7.03.2006

where do you go when you're in love and the world knows?

so i reached the end of grey's anatomy and in the process probably used up an entire box of kleenex. even if i wasn't post pregnancy hormonally super charged i would have been crying but given that i am there are now tear stains on the couch that may never dry. marko was worried that when i reached the end i would sink into deep withdrawal. i promised i wouldn't. between you and me though it hasn't been easy. i spent the better part of the morning reading all of the characters bios on imdb and then i went to the ABC website and listened to podcasts and read blog entries by the writers and then i took a good hard look at my patheticness and decided to cut it cold turkey (well except for the soundtrack...i mean i can still listen to that right?). so until september you are dead to me. dead to me. i mean it. seriously.

*i will warn you up front this next bit gets a little mushy near the end and if somewhat cliched baby talk makes you feel ill you may want to just look at the pictures. it was inevitable and had to happen. i apologize in advance*

we took cohen on his inaugural beach outing today. he managed to come home with sand in his ear and stuck all over his head and the faint smell of the sea wafted from his clothing so all in all it was a success. i can't wait until he is big enough to build castles with and walk with his feet in the water. well i guess i can wait because that is going to come with a whole new host of worries but that is how the expression always goes..."i can't wait". it makes no sense really cause obviously you can wait, i mean you have to don't you? i find that analysing popular expressions generally tends to lead to psychosis though so we will move on.

so i haven't talked a lot about parenting here. i guess it is because i am just getting my feet wet and there is no need to go expressing things that you know not about. i think i am getting the hang of it though. to be honest it has been so much easier than i thought. i had been forwarned with such daunting words as exhausted, overwhelmed, frustrated, depressed and incapable. my reality turned out to be different, well at least so far it has. there is no question that my experience is the product of my offspring and not a result of some super powers i have as a mom. i was blessed, no i am blessed, with a great baby.
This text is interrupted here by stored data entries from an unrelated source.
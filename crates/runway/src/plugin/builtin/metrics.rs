//! Serves pool metrics under the plugin base and counts worker lifecycle
//! events.

use std::sync::atomic::{AtomicU64, Ordering};
use std::sync::{Arc, OnceLock};

use axum::extract::State;
use axum::http::StatusCode;
use axum::response::{IntoResponse, Response};
use axum::routing::get;
use axum::{Json, Router};
use serde::Serialize;

use crate::error::error_response;
use crate::plugin::Plugin;
use crate::pool::{PoolMetrics, WorkerPool};

pub const NAME: &str = "metrics";

/// Registered in the service locator under [`NAME`].
#[derive(Default)]
pub struct MetricsState {
    pool: OnceLock<Arc<WorkerPool>>,
    spawned: AtomicU64,
    terminated: AtomicU64,
}

impl MetricsState {
    pub fn spawned(&self) -> u64 {
        self.spawned.load(Ordering::Relaxed)
    }

    pub fn terminated(&self) -> u64 {
        self.terminated.load(Ordering::Relaxed)
    }
}

#[derive(Serialize)]
#[serde(rename_all = "camelCase")]
struct MetricsResponse {
    pool: PoolMetrics,
    workers_spawned: u64,
    workers_terminated: u64,
}

pub fn plugin() -> Plugin {
    let state = Arc::new(MetricsState::default());

    let router = Router::new()
        .route("/", get(metrics))
        .with_state(state.clone());

    let init_state = state.clone();
    let spawn_state = state.clone();
    let terminate_state = state;

    Plugin::new(NAME)
        .routes(router)
        .on_init(move |ctx| {
            let state = init_state.clone();
            async move {
                let _ = state.pool.set(ctx.pool.clone());
                ctx.services.register(NAME, state);
                Ok(())
            }
        })
        .on_worker_spawn(move |_| {
            spawn_state.spawned.fetch_add(1, Ordering::Relaxed);
            async { Ok(()) }
        })
        .on_worker_terminate(move |_| {
            terminate_state.terminated.fetch_add(1, Ordering::Relaxed);
            async { Ok(()) }
        })
}

async fn metrics(State(state): State<Arc<MetricsState>>) -> Response {
    match state.pool.get() {
        Some(pool) => Json(MetricsResponse {
            pool: pool.metrics(),
            workers_spawned: state.spawned(),
            workers_terminated: state.terminated(),
        })
        .into_response(),
        None => error_response(
            StatusCode::SERVICE_UNAVAILABLE,
            "NOT_READY",
            "metrics plugin is not initialized",
        ),
    }
}

#[cfg(test)]
mod tests {
    use super::*;
    use axum::body::Body;
    use tower::ServiceExt;

    use crate::config::{PoolSettings, WorkerSettings};
    use crate::plugin::PluginRegistry;
    use crate::pool::{NoopLifecycle, ThreadWorkerFactory};

    #[tokio::test]
    async fn test_serves_metrics_after_init() {
        let mut registry = PluginRegistry::new();
        registry.register(plugin()).unwrap();

        let pool = Arc::new(WorkerPool::new(
            PoolSettings::default(),
            Arc::new(ThreadWorkerFactory::new(WorkerSettings::default())),
            Arc::new(NoopLifecycle),
        ));
        registry.init_all(pool).await.unwrap();
        assert!(registry.services().contains(NAME));

        let (base, router) = registry.routers().next().unwrap();
        assert_eq!(base, "/metrics");

        let request = http::Request::builder()
            .uri("/metrics")
            .body(Body::empty())
            .unwrap();
        let response = router.clone().oneshot(request).await.unwrap();
        assert_eq!(response.status(), StatusCode::OK);

        let bytes = axum::body::to_bytes(response.into_body(), usize::MAX).await.unwrap();
        let body: serde_json::Value = serde_json::from_slice(&bytes).unwrap();
        assert_eq!(body["workersSpawned"], 0);
        assert_eq!(body["pool"]["cacheSize"], 0);
    }

    #[tokio::test]
    async fn test_not_ready_before_init() {
        let response = metrics(State(Arc::new(MetricsState::default()))).await;
        assert_eq!(response.status(), StatusCode::SERVICE_UNAVAILABLE);
    }
}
the words i would use to describe my experience so far are excited, enamoured, well-rested (for shame), relaxed, content and of course overwhelmed can stay but in the good way. he sleeps through the night, seems to smile when he is awake, loves to go for walks, he eats well and loves the bath (depsite the early pictures!). he loves dad's music and being sang to at night. he doesn't cry when he wakes up but instead nudges me to wake up with him.

i was prepared for a challenge. i was prepared to feel defeated. i was prepared to ask the inevitable question of "what have i done". and i know it is too soon to tell, that things could change quickly and next week i could be singing a different tune. but right now all i can say is "is he really mine? for real?" because most days it is still way to good to be true.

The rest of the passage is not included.